ACTIVITY: Search the material for the string "StaleCursor", then return every line where it is found.

======== RAW DATA ========

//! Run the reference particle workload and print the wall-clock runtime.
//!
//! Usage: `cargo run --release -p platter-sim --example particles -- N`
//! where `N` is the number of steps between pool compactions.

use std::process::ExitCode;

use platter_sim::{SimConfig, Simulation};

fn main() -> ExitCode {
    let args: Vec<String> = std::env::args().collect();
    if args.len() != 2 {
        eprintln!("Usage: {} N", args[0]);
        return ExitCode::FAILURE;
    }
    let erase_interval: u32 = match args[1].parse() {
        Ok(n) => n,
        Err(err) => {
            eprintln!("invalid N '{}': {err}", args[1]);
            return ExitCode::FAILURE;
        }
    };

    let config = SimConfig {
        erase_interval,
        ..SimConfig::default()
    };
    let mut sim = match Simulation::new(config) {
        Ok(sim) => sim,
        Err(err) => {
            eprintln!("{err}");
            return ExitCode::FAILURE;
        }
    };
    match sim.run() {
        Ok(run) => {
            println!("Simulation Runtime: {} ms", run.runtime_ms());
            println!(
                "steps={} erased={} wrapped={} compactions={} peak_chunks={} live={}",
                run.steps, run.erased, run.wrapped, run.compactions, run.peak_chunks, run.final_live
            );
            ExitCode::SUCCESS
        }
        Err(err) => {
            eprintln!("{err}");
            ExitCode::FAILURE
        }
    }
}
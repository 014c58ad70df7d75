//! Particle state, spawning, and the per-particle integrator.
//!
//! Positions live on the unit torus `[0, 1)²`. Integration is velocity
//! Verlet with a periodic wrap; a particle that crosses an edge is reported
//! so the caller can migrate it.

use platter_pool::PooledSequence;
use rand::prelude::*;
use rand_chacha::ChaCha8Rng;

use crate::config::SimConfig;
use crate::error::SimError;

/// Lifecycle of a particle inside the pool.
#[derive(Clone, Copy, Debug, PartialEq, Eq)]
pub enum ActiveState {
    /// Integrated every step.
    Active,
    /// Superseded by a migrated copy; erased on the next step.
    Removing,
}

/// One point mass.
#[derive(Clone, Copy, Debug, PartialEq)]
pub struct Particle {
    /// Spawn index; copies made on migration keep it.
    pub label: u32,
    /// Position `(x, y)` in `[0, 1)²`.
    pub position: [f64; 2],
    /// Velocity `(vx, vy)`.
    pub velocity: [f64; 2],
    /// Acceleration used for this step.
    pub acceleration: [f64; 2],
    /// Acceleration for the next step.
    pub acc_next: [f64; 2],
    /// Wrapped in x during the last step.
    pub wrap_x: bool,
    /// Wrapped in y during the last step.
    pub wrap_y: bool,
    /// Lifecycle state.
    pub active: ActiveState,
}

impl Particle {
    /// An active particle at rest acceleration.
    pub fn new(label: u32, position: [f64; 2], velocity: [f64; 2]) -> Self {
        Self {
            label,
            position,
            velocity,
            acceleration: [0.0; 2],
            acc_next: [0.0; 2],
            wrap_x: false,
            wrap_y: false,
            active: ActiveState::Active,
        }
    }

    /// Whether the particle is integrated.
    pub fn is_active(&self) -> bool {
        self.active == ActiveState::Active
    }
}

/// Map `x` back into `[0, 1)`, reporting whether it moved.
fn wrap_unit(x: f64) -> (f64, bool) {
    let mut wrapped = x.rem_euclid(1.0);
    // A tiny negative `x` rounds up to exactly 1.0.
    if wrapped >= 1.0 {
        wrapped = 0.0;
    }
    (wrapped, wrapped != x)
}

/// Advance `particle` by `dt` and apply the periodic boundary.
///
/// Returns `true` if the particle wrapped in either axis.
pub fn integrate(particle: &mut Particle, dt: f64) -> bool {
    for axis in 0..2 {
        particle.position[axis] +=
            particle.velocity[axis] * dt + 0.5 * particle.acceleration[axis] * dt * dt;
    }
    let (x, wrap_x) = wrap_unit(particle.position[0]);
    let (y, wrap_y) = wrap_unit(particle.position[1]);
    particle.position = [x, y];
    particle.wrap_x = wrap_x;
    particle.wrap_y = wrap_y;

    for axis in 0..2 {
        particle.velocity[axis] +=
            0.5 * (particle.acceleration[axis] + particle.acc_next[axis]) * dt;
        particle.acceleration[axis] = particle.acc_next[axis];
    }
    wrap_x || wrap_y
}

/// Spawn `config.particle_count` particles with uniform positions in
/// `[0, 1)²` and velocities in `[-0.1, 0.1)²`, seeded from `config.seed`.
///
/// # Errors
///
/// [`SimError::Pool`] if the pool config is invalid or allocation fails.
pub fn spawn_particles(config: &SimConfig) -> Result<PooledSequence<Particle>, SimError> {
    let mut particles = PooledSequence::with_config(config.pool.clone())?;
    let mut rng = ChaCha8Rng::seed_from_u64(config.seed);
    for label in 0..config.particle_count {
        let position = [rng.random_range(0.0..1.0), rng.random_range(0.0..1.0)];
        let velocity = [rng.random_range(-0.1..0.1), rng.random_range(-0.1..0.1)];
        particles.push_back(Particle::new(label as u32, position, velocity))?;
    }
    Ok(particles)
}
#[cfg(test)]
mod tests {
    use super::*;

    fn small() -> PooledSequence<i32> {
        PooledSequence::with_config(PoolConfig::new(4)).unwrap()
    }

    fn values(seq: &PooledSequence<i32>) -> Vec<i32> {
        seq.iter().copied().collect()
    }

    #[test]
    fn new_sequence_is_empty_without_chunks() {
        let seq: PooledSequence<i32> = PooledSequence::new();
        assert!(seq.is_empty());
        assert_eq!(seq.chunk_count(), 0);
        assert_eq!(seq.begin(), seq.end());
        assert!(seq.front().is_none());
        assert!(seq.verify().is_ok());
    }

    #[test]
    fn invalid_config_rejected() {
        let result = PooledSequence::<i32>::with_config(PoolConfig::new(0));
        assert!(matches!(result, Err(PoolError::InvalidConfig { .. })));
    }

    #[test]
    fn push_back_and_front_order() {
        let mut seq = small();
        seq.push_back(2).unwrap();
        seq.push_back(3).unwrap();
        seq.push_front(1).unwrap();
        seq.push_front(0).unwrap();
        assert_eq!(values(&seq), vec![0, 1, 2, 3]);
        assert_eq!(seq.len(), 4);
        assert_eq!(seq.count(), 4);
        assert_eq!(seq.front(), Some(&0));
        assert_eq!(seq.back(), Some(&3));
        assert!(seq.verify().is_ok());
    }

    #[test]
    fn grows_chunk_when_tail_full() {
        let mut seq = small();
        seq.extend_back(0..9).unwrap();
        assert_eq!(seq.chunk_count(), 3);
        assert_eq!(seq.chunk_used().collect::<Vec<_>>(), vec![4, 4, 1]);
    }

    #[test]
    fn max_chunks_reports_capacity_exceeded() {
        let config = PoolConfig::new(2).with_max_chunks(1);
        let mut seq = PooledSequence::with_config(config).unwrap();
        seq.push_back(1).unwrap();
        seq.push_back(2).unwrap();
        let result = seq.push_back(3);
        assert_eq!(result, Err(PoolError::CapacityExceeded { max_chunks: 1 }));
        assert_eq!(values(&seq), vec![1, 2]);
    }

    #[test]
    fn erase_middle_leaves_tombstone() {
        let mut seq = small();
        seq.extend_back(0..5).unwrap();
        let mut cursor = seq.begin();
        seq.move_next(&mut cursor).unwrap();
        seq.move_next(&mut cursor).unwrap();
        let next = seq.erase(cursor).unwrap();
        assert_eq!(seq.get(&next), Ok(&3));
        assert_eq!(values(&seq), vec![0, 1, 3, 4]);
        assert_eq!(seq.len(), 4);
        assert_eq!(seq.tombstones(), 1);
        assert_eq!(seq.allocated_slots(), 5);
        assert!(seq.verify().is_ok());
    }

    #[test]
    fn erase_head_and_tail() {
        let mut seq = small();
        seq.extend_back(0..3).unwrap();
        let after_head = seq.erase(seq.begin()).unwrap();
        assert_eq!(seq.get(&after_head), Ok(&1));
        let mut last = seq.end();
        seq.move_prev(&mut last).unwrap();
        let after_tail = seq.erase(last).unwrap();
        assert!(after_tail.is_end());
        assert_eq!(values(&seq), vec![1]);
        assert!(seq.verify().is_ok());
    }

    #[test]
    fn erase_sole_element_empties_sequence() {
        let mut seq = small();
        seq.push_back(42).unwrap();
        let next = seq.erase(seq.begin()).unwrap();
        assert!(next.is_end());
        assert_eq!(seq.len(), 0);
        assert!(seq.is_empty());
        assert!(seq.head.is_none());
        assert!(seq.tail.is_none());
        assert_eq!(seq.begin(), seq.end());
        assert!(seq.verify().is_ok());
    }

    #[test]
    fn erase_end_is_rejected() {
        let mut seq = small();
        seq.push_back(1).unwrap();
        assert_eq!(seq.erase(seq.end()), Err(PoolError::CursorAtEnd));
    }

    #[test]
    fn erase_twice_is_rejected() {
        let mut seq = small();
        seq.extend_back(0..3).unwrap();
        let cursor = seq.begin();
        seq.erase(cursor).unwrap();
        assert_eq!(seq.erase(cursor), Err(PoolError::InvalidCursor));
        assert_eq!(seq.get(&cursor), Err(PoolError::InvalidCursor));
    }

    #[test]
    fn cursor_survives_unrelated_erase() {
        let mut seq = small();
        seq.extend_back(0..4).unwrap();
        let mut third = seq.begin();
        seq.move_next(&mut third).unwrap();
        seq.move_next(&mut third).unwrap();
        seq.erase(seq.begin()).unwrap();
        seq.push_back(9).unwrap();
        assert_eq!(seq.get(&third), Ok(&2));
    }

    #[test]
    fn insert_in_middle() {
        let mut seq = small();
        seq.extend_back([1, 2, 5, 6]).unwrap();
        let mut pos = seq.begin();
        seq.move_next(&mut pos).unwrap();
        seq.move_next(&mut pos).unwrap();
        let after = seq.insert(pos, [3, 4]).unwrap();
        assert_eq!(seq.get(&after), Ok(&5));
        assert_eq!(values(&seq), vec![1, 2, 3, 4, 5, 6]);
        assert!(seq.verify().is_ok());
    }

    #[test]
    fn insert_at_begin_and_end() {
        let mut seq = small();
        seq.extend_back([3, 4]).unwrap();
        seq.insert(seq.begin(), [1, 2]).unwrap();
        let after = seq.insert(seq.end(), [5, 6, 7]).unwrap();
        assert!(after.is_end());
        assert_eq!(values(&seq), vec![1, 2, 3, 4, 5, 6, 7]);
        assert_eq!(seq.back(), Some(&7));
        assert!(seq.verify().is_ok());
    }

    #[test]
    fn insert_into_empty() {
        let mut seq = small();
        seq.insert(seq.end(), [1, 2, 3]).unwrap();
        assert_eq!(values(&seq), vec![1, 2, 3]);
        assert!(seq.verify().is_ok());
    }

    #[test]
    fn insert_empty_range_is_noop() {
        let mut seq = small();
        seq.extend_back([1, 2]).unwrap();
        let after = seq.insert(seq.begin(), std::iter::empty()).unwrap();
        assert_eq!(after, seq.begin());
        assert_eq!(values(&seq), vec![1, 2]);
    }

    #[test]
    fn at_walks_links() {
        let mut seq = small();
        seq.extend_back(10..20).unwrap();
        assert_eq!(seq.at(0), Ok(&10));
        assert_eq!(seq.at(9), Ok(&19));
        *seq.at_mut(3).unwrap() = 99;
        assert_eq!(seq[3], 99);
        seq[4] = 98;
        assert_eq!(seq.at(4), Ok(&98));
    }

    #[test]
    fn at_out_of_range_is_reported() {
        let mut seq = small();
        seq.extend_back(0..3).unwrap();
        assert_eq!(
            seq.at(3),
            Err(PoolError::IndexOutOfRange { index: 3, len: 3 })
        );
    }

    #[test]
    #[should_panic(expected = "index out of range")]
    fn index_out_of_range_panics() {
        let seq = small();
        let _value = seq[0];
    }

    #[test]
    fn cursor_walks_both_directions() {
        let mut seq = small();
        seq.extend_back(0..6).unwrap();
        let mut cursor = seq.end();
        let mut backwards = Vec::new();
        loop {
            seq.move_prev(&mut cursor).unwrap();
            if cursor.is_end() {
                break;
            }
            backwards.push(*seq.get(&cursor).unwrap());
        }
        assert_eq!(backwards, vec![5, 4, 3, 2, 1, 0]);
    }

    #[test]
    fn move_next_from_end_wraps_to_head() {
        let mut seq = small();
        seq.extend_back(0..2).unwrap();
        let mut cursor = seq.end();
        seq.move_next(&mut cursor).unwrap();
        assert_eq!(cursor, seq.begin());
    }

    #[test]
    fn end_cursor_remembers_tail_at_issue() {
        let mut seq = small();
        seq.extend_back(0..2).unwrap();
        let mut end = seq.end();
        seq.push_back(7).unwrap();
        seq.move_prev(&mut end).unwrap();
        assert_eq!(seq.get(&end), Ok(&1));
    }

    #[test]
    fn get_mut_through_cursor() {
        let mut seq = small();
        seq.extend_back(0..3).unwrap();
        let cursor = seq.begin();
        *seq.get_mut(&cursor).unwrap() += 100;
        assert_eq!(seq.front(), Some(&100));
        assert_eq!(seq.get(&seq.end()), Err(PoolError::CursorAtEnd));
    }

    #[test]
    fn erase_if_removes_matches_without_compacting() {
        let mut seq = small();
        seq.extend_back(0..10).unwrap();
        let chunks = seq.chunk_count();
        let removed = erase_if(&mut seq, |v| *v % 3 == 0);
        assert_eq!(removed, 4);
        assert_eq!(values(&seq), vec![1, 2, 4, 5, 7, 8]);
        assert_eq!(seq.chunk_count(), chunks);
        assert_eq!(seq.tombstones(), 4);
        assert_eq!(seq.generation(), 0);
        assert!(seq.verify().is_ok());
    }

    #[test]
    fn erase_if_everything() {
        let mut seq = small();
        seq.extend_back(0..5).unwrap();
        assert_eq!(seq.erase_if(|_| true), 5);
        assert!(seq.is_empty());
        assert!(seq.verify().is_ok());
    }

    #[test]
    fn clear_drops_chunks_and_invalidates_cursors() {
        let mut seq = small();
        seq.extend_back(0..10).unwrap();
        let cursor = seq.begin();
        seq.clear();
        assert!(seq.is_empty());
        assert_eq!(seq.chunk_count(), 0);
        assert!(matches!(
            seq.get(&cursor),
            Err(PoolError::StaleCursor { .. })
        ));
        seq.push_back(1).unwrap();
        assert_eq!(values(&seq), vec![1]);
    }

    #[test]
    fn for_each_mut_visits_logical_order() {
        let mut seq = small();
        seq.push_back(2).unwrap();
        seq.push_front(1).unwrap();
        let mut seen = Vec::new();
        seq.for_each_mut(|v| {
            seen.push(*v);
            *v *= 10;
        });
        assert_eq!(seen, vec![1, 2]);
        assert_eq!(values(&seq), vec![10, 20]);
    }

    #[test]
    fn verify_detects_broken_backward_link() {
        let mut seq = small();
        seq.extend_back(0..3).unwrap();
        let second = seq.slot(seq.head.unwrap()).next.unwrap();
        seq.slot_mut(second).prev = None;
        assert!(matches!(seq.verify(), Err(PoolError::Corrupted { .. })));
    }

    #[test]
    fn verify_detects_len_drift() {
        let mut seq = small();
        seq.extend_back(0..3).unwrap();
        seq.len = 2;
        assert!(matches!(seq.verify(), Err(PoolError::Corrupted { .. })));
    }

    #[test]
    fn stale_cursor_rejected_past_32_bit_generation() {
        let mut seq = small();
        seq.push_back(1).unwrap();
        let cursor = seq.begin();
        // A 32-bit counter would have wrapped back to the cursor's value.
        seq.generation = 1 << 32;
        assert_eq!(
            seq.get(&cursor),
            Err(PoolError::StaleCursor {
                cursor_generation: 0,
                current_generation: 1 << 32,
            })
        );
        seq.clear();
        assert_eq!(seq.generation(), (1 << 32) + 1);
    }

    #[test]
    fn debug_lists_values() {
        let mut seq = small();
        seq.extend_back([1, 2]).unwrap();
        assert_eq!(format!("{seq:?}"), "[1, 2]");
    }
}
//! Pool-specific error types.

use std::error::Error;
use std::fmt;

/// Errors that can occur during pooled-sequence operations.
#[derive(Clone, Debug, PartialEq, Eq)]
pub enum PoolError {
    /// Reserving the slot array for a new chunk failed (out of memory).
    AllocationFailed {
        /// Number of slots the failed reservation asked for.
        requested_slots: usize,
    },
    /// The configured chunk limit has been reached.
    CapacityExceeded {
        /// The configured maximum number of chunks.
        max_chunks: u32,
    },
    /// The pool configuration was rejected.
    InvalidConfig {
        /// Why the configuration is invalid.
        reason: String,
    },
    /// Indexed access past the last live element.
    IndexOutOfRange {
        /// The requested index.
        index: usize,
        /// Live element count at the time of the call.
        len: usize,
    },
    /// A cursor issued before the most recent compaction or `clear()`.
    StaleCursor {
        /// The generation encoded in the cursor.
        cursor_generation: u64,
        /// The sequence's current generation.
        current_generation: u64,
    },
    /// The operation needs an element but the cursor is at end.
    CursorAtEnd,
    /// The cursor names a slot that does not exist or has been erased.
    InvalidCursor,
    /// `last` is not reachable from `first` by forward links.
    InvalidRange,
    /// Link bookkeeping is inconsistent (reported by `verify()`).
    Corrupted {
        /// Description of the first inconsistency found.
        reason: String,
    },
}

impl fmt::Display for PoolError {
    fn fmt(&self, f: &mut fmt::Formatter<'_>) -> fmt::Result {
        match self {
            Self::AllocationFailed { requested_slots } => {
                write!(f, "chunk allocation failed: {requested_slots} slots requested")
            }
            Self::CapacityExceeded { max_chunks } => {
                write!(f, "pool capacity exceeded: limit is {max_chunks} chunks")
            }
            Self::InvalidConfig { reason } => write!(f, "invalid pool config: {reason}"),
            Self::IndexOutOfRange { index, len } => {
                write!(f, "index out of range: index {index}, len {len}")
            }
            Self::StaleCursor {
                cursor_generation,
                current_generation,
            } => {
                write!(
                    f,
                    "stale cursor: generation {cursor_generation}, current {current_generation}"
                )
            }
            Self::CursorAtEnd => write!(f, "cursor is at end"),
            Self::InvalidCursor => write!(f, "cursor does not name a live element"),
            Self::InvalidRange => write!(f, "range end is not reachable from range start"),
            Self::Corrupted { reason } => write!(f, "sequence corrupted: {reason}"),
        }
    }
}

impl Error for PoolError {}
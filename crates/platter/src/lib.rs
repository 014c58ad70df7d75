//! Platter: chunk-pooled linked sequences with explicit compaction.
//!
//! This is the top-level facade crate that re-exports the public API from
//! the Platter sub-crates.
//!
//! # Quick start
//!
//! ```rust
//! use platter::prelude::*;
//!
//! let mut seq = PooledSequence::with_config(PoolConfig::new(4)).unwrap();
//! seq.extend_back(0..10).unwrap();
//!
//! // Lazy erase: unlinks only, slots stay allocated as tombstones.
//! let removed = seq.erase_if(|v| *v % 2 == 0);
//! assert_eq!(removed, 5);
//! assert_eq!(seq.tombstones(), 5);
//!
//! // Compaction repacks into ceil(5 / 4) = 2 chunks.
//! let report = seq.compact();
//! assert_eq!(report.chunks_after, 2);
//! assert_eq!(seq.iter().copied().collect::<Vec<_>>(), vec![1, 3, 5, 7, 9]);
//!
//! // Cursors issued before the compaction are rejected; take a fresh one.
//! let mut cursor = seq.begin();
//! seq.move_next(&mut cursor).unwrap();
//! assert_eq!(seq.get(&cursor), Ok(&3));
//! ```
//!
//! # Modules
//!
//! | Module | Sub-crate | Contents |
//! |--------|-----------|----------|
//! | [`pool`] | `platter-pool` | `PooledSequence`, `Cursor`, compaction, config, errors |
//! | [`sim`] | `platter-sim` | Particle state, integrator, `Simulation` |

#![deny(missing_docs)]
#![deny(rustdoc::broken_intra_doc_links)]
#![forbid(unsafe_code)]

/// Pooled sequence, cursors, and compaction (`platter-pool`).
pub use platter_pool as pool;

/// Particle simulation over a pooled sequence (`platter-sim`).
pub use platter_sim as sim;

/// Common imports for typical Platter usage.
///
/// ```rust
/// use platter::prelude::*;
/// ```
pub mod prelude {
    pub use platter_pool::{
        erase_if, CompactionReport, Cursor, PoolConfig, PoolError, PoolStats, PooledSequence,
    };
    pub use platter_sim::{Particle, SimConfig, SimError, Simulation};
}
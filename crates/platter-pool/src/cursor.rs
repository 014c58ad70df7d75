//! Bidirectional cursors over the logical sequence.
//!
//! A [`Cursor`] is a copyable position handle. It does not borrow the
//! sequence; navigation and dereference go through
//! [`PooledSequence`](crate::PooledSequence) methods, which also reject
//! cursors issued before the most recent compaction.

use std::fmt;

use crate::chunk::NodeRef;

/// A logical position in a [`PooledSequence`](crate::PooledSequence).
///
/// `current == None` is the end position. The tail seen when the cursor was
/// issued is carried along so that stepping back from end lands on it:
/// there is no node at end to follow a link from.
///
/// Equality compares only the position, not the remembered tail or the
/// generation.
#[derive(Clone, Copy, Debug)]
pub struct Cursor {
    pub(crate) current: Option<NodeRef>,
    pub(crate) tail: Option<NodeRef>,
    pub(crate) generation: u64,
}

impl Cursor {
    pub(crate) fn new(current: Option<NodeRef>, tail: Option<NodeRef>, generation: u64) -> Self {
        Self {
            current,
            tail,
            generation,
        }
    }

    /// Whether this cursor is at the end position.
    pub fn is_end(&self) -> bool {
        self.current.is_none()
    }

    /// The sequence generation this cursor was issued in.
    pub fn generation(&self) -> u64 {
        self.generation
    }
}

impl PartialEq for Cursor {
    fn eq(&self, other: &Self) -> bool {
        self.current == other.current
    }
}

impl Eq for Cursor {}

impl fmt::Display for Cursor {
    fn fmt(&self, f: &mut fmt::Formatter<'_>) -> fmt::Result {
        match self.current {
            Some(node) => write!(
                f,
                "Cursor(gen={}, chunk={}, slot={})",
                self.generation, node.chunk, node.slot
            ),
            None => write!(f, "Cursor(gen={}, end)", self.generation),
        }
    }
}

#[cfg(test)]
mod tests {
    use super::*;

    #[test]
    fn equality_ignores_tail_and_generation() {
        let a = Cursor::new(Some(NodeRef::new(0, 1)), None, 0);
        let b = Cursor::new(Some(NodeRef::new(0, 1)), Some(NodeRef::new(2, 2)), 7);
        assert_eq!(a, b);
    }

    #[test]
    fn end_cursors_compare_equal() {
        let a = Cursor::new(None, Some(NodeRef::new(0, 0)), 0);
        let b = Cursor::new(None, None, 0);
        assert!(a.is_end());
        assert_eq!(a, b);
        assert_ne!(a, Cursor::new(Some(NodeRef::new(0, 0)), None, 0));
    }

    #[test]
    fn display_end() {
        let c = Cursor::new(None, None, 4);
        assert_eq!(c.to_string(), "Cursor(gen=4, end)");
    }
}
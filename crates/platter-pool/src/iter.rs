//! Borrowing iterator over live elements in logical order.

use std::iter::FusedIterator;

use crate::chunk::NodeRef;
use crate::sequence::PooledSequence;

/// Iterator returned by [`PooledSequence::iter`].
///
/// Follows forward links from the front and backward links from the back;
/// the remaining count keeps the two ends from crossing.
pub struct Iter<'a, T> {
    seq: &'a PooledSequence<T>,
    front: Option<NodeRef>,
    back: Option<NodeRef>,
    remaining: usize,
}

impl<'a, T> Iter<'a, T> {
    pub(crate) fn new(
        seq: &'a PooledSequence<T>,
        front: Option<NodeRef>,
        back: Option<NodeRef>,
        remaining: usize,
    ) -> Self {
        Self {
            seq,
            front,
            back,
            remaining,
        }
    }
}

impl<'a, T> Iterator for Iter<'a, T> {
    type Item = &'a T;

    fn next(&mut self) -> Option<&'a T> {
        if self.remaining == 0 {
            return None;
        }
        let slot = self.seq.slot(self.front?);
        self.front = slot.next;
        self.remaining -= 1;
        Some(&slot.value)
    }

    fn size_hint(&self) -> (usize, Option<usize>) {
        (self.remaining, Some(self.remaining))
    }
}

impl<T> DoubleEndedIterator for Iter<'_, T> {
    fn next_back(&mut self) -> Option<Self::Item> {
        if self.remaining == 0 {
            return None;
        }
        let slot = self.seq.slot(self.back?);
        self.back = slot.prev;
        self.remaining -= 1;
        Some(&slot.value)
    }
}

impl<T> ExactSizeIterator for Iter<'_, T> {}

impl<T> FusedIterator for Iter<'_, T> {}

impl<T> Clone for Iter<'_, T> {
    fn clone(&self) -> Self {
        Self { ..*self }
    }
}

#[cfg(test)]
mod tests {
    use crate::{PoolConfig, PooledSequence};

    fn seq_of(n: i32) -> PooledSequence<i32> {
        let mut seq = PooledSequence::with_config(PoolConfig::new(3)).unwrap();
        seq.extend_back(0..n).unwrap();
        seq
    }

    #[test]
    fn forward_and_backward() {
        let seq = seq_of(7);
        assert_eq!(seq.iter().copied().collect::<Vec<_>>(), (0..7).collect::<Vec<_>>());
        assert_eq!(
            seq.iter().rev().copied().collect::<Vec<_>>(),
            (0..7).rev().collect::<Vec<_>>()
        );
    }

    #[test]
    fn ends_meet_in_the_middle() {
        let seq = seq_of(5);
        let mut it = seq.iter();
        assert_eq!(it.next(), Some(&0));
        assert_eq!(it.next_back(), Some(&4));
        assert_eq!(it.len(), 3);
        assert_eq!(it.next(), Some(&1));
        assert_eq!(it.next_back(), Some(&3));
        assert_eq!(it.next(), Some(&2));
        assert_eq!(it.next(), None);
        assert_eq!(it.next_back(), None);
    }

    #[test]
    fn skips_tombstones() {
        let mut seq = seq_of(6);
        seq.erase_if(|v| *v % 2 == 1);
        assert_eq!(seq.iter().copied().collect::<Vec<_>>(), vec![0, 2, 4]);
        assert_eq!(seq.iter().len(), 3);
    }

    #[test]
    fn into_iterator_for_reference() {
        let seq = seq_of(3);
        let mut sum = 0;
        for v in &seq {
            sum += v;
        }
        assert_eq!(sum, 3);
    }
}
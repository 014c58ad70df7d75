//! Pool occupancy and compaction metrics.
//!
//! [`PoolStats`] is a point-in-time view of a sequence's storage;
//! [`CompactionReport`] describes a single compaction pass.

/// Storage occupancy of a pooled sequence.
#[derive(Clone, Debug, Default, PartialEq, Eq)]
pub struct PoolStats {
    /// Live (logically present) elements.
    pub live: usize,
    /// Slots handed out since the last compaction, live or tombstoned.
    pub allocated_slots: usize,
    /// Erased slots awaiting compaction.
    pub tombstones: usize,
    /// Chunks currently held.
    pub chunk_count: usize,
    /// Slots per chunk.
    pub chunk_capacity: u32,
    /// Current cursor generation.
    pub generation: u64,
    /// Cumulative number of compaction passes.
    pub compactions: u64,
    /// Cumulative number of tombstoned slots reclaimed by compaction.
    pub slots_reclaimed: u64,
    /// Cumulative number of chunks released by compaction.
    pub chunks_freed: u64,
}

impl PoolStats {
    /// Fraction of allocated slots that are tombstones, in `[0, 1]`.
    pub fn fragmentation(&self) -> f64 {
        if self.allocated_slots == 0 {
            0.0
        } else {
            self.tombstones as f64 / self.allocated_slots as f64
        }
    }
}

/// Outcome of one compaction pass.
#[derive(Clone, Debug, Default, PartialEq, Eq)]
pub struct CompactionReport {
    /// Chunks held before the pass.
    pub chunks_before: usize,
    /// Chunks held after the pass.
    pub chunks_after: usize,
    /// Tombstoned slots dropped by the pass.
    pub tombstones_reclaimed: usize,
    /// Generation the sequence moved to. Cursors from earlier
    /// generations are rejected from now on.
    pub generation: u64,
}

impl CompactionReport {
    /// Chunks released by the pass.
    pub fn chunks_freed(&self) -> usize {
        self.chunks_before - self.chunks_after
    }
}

========

WRITTEN RESPONSE:
            Err(PoolError::StaleCursor { .. })
            Err(PoolError::StaleCursor {
    StaleCursor {
            Self::StaleCursor {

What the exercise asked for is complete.